Alert with Splunk
You must have Flash installed and Javascript
enabled to view this video.
Description:
Will Hayes, Solution Architect, Splunk, provides an overview of Splunk's alerting features.
Download the movie to your computer by right-clicking here.
Date: Feb 27, 2008
Permalink
http://www.splunk.com/view/SP-CAAACGR
Transcript
Will Hayes
Alert Introduction
How's it going? I'm Will Hayes, a Solution Architect here at Splunk. I've been working with the company for about three years now. I joined in 2005 as the 12th employee in the Engineering Group. For the past eight months I've been working with this development team recruiting and helping partners who are building Splunk-powered solutions as well as embedding the Splunk daemon inside of their appliance.

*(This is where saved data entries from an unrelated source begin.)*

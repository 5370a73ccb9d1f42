//! Provider resolution and credential checks.
//!
//! Two calls need a model: the vision call and the OCR structuring call.
//! Both go through [`resolve_provider`], which walks the same fallback chain
//! from most-specific to least-specific:
//!
//! 1. **Pre-built provider** (`config.provider`), used as-is.
//! 2. **Named provider + model** (`config.provider_name`).
//! 3. **Environment pair** (`EDGEQUAKE_LLM_PROVIDER` + `EDGEQUAKE_MODEL`).
//! 4. **OpenAI key present** (`OPENAI_API_KEY`).
//! 5. **Full auto-detection** via [`ProviderFactory::from_env`].
//!
//! [`ensure_credentials`] runs the same chain without building anything, so
//! the CLI and the HTTP server can refuse to start with a fix-it hint
//! instead of failing on the first file.

use crate::config::ExtractionConfig;
use crate::error::ExtractError;
use edgequake_llm::{
    ConfigProviderType, LLMProvider, OpenAICompatibleProvider, OpenAIProvider, ProviderConfig,
    ProviderFactory,
};
use std::sync::Arc;
use tracing::debug;

/// Static facts about a provider this crate knows how to reach.
#[derive(Debug, Clone, Copy, PartialEq, Eq)]
pub struct ProviderEntry {
    /// Canonical lowercase name.
    pub name: &'static str,
    /// Environment variable holding the API key; `None` for local servers.
    pub credential_env: Option<&'static str>,
    /// Base URL of the provider's OpenAI-compatible chat endpoint, if any.
    pub api_base: Option<&'static str>,
}

const PROVIDERS: &[ProviderEntry] = &[
    ProviderEntry {
        name: "openai",
        credential_env: Some("OPENAI_API_KEY"),
        api_base: Some("https://api.openai.com/v1"),
    },
    ProviderEntry {
        name: "groq",
        credential_env: Some("GROQ_API_KEY"),
        api_base: Some("https://api.groq.com/openai/v1"),
    },
    ProviderEntry {
        name: "anthropic",
        credential_env: Some("ANTHROPIC_API_KEY"),
        api_base: None,
    },
    ProviderEntry {
        name: "gemini",
        credential_env: Some("GEMINI_API_KEY"),
        api_base: None,
    },
    ProviderEntry {
        name: "mistral",
        credential_env: Some("MISTRAL_API_KEY"),
        api_base: Some("https://api.mistral.ai/v1"),
    },
    ProviderEntry {
        name: "openrouter",
        credential_env: Some("OPENROUTER_API_KEY"),
        api_base: Some("https://openrouter.ai/api/v1"),
    },
    ProviderEntry {
        name: "xai",
        credential_env: Some("XAI_API_KEY"),
        api_base: Some("https://api.x.ai/v1"),
    },
    ProviderEntry {
        name: "ollama",
        credential_env: None,
        api_base: Some("http://localhost:11434/v1"),
    },
    ProviderEntry {
        name: "lmstudio",
        credential_env: None,
        api_base: Some("http://localhost:1234/v1"),
    },
    ProviderEntry {
        name: "mock",
        credential_env: None,
        api_base: None,
    },
];

/// Which of the two model calls a provider is resolved for.
#[derive(Debug, Clone, Copy, PartialEq, Eq)]
pub enum ModelRole {
    /// Image + instruction → JSON text.
    Vision,
    /// OCR text → JSON text (JSON response mode).
    Structuring,
}

/// Map aliases (`claude`, `google`, `grok`, `lm-studio`) to canonical names.
pub fn canonical_name(name: &str) -> String {
    let lower = name.trim().to_ascii_lowercase();
    match lower.as_str() {
        "claude" => "anthropic".to_string(),
        "google" => "gemini".to_string(),
        "grok" => "xai".to_string(),
        "lm-studio" | "lm_studio" => "lmstudio".to_string(),
        _ => lower,
    }
}

/// Look up a provider by name or alias.
pub fn lookup(name: &str) -> Option<&'static ProviderEntry> {
    let name = canonical_name(name);
    PROVIDERS.iter().find(|p| p.name == name)
}

/// Names accepted by `--provider`, in display order.
pub fn known_provider_names() -> Vec<&'static str> {
    PROVIDERS.iter().map(|p| p.name).collect()
}

/// Default vision-capable model for a provider.
pub fn default_vision_model(provider: &str) -> &'static str {
    match canonical_name(provider).as_str() {
        "groq" => "meta-llama/llama-4-scout-17b-16e-instruct",
        "anthropic" => "claude-3-5-sonnet-latest",
        "gemini" => "gemini-2.0-flash",
        "mistral" => "pixtral-12b-2409",
        "openrouter" => "openai/gpt-4.1-nano",
        "xai" => "grok-2-vision-1212",
        "ollama" => "llava",
        "lmstudio" => "local-model",
        "mock" => "mock-model",
        _ => "gpt-4.1-nano",
    }
}

/// Default text model for the OCR structuring call.
pub fn default_structuring_model(provider: &str) -> &'static str {
    match canonical_name(provider).as_str() {
        "groq" => "llama-3.1-8b-instant",
        "anthropic" => "claude-3-5-haiku-latest",
        "gemini" => "gemini-2.0-flash",
        "mistral" => "mistral-small-latest",
        "openrouter" => "openai/gpt-4.1-nano",
        "xai" => "grok-3-mini",
        "ollama" => "llama3.1",
        "lmstudio" => "local-model",
        "mock" => "mock-model",
        _ => "gpt-4.1-nano",
    }
}

fn default_model(provider: &str, role: ModelRole) -> &'static str {
    match role {
        ModelRole::Vision => default_vision_model(provider),
        ModelRole::Structuring => default_structuring_model(provider),
    }
}

fn configured_model(config: &ExtractionConfig, role: ModelRole) -> Option<&str> {
    match role {
        ModelRole::Vision => config.model.as_deref(),
        ModelRole::Structuring => config.ocr_model.as_deref(),
    }
}

/// Read a non-empty environment variable.
pub(crate) fn env_var(key: &str) -> Option<String> {
    std::env::var(key).ok().filter(|v| !v.trim().is_empty())
}

// ── Credential check ─────────────────────────────────────────────────────

/// The provider name the chain will pick, without building it.
///
/// `None` means full auto-detection.
pub fn effective_provider_name(config: &ExtractionConfig) -> Option<String> {
    effective_provider_name_with(config, &env_var)
}

fn effective_provider_name_with(
    config: &ExtractionConfig,
    env: &dyn Fn(&str) -> Option<String>,
) -> Option<String> {
    if let Some(ref provider) = config.provider {
        return Some(provider.name().to_string());
    }
    if let Some(ref name) = config.provider_name {
        return Some(canonical_name(name));
    }
    if let (Some(prov), Some(_)) = (env("EDGEQUAKE_LLM_PROVIDER"), env("EDGEQUAKE_MODEL")) {
        return Some(canonical_name(&prov));
    }
    if env("OPENAI_API_KEY").is_some() {
        return Some("openai".to_string());
    }
    None
}

/// Fail fast when the selected provider has no API key.
///
/// Local providers (`ollama`, `lmstudio`) and pre-built providers always
/// pass. An explicit `config.api_key` satisfies any hosted provider.
pub fn ensure_credentials(config: &ExtractionConfig) -> Result<(), ExtractError> {
    check_credentials(config, &env_var)
}

fn check_credentials(
    config: &ExtractionConfig,
    env: &dyn Fn(&str) -> Option<String>,
) -> Result<(), ExtractError> {
    if config.provider.is_some() {
        return Ok(());
    }
    let has_key = config
        .api_key
        .as_deref()
        .is_some_and(|k| !k.trim().is_empty());

    match effective_provider_name_with(config, env) {
        Some(name) => {
            let Some(entry) = lookup(&name) else {
                // Unknown names are fine against a custom endpoint.
                if config.api_base.is_some() {
                    return Ok(());
                }
                return Err(ExtractError::ProviderNotConfigured {
                    provider: name,
                    hint: format!(
                        "Known providers: {}",
                        known_provider_names().join(", ")
                    ),
                });
            };
            match entry.credential_env {
                None => Ok(()),
                Some(_) if has_key => Ok(()),
                Some(var) if env(var).is_some() => Ok(()),
                Some(var) => Err(ExtractError::MissingCredential {
                    provider: entry.name.to_string(),
                    hint: format!("Set {var} or pass --api-key."),
                }),
            }
        }
        None => {
            let any_key = PROVIDERS
                .iter()
                .filter_map(|p| p.credential_env)
                .any(|var| env(var).is_some());
            if any_key {
                Ok(())
            } else {
                let vars: Vec<&str> = PROVIDERS.iter().filter_map(|p| p.credential_env).collect();
                Err(ExtractError::MissingCredential {
                    provider: "auto".to_string(),
                    hint: format!(
                        "Set one of {} or choose a local provider with --provider ollama.",
                        vars.join(", ")
                    ),
                })
            }
        }
    }
}

// ── Provider construction ────────────────────────────────────────────────

/// Resolve the provider for one of the two model calls.
pub fn resolve_provider(
    config: &ExtractionConfig,
    role: ModelRole,
) -> Result<Arc<dyn LLMProvider>, ExtractError> {
    // 1) User-provided provider takes priority
    if let Some(ref provider) = config.provider {
        return Ok(Arc::clone(provider));
    }

    // 2) Provider name + model
    if let Some(ref name) = config.provider_name {
        let model = configured_model(config, role).unwrap_or_else(|| default_model(name, role));
        return create_named_provider(name, model, config);
    }

    // 3) EDGEQUAKE_LLM_PROVIDER + EDGEQUAKE_MODEL, both set
    if let (Some(prov), Some(model)) = (env_var("EDGEQUAKE_LLM_PROVIDER"), env_var("EDGEQUAKE_MODEL")) {
        let model = configured_model(config, role).unwrap_or(model.as_str()).to_string();
        return create_named_provider(&prov, &model, config);
    }

    // 4) Prefer OpenAI when its key is present
    if env_var("OPENAI_API_KEY").is_some() {
        let model = configured_model(config, role).unwrap_or_else(|| default_model("openai", role));
        return create_named_provider("openai", model, config);
    }

    // 5) Full auto-detection
    let (llm_provider, _embedding) =
        ProviderFactory::from_env().map_err(|e| ExtractError::ProviderNotConfigured {
            provider: "auto".to_string(),
            hint: format!(
                "No LLM provider could be auto-detected from environment.\n\
                Set OPENAI_API_KEY, GROQ_API_KEY, or pass --provider.\n\
                Error: {}",
                e
            ),
        })?;

    Ok(llm_provider)
}

/// Instantiate a named provider with the given model.
///
/// `groq` and any provider combined with `config.api_base` go through the
/// OpenAI-compatible client; `openai` with an explicit key skips the
/// environment; everything else goes through [`ProviderFactory`].
fn create_named_provider(
    name: &str,
    model: &str,
    config: &ExtractionConfig,
) -> Result<Arc<dyn LLMProvider>, ExtractError> {
    let name = canonical_name(name);
    debug!("Creating provider '{}' with model '{}'", name, model);

    if let Some(ref base) = config.api_base {
        let credential_env = lookup(&name).and_then(|e| e.credential_env);
        return openai_compatible(&name, base, credential_env, model);
    }

    match name.as_str() {
        "openai" if config.api_key.is_some() => {
            let key = config.api_key.clone().unwrap_or_default();
            Ok(Arc::new(OpenAIProvider::new(key).with_model(model)))
        }
        "groq" => openai_compatible(
            "groq",
            "https://api.groq.com/openai/v1",
            Some("GROQ_API_KEY"),
            model,
        ),
        _ => ProviderFactory::create_llm_provider(&name, model).map_err(|e| {
            ExtractError::ProviderNotConfigured {
                provider: name.clone(),
                hint: format!("{e}"),
            }
        }),
    }
}

fn openai_compatible(
    name: &str,
    base_url: &str,
    credential_env: Option<&str>,
    model: &str,
) -> Result<Arc<dyn LLMProvider>, ExtractError> {
    let provider_config = ProviderConfig {
        name: name.to_string(),
        display_name: name.to_string(),
        provider_type: ConfigProviderType::OpenAICompatible,
        api_key_env: credential_env.map(str::to_string),
        base_url: Some(base_url.trim_end_matches('/').to_string()),
        default_llm_model: Some(model.to_string()),
        ..Default::default()
    };
    let provider = OpenAICompatibleProvider::from_config(provider_config)
        .map_err(|e| ExtractError::ProviderNotConfigured {
            provider: name.to_string(),
            hint: format!("{e}"),
        })?
        .with_model(model);
    Ok(Arc::new(provider))
}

Today we're going to walk through the alerting interface. I'm going to show you how to set up an alert using the UI. Then if you stick around I'm going to show some pretty cool, examples of how you can take an alert, take the results of that alert and interface with another system like Remedy to say create a trouble ticket automatically.
Alert Demo
Now that you've indexed and searched some data, I'll show you how to run any search on a schedule and trigger alerts and actions via email, RSS, SNMP or scripts. It's a great way to proactively find problems and monitor user or system activities across lots of different technologies.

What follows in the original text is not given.